Cloudflare biedt nieuwe methode voor detectie van gedeelde IP-adressen

De uitdaging van gedeelde IP-adressen

In het huidige internetlandschap delen steeds meer internetgebruikers (thuisgebruikers, mobiele gebruikers) één enkel publiek IP-adres. Dit komt vooral door CGNAT, een veelgebruikte techniek door internetproviders (ISP's) om het tekort aan IPv4-adressen op te vangen. Bij CGNAT delen vaak honderden of duizenden abonnees dezelfde IP-adres, wat ernstige gevolgen heeft voor beveiliging zo meldt Cloudflare in een blog.

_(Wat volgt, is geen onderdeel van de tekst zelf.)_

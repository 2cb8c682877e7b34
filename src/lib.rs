pub mod cli;
pub mod config;
pub mod core;
pub mod domain;
pub mod error;
pub mod issuance;
pub mod logging;
pub mod storage;

pub use error::{Error, Result};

Wanneer één gebruiker achter zo’n gedeeld IP-adres kwaadaardig gedrag vertoont (zoals het lanceren van DDoS-aanvallen of het versturen van spam), kan dit IP-adres een slechte reputatie krijgen. Gevolg: alle andere onschuldige gebruikers die datzelfde IP-adres delen, worden onterecht geblokkeerd, uitgedaagd met CAPTCHA's, of krijgen de toegang tot websites ontzegd. Dit fenomeen wordt door Cloudflare de ‘collateral damage’ of bijkomende schade genoemd.

Machine Learning maakt het verschil

Om dit probleem aan te pakken, heeft Cloudflare een supervised learning classifier ontwikkeld. Dit model maakt gebruik van de ongeëvenaarde hoeveelheid verkeersdata die door het wereldwijde Cloudflare-netwerk stroomt om onderscheid te maken tussen:

1. CGNAT- en VPN/Proxy-IP's: IP-adressen die door een groot aantal verschillende gebruikers worden gedeeld (Large Scale Sharing of LSS-IP’s).
2. Niet-LSS-IP's: IP-adressen die zijn toegewezen aan één enkele abonnee of server.

De classificatie berust op de analyse van geaggregeerde gedragskenmerken, aangezien er geen specifiek label in een HTTP-verzoek zit dat CGNAT direct aangeeft.

Belangrijke onderscheidende kenmerken zijn:

• Client-side signalen: Een CGNAT-IP vertoont door de grote, diverse gebruikersbasis een veel grotere statistische variëteit aan gedragingen en verbindingsparameters dan een enkelvoudige gebruiker.
• Netwerk- en transportlaaggedrag: De manier waarop een grootschalig netwerkapparaat (zoals een CGNAT) verbindingen beheert en routeert, laat subtiele, meetbare afdrukken achter in de verkeerspatronen, bijvoorbeeld in de manier van poorttoewijzing en netwerktiming.

Eerlijkere beveiliging

Met deze methode kan Cloudflare nu nauwkeuriger bepalen wanneer een IP-adres door een groot aantal verschillende klanten wordt gedeeld. Dit stelt het bedrijf in staat om beveiligingstechnieken die afhankelijk zijn van IP-reputatie, beter te kalibreren. Door de risico's van LSS-IP’s anders te behandelen dan die van enkelvoudige IP’s, kan Cloudflare verkeersfiltering optimaliseren, waardoor de onterechte straf voor onschuldige gebruikers drastisch wordt verminderd.

Het is Cloudflare's doel om intelligentie in te bouwen die de behandeling van gebruikers eerlijker maakt en tegelijkertijd een robuuste beveiliging tegen kwaadwillende actoren handhaaft, zelfs in een wereld waarin het IPv4-adres steeds meer wordt gedeeld.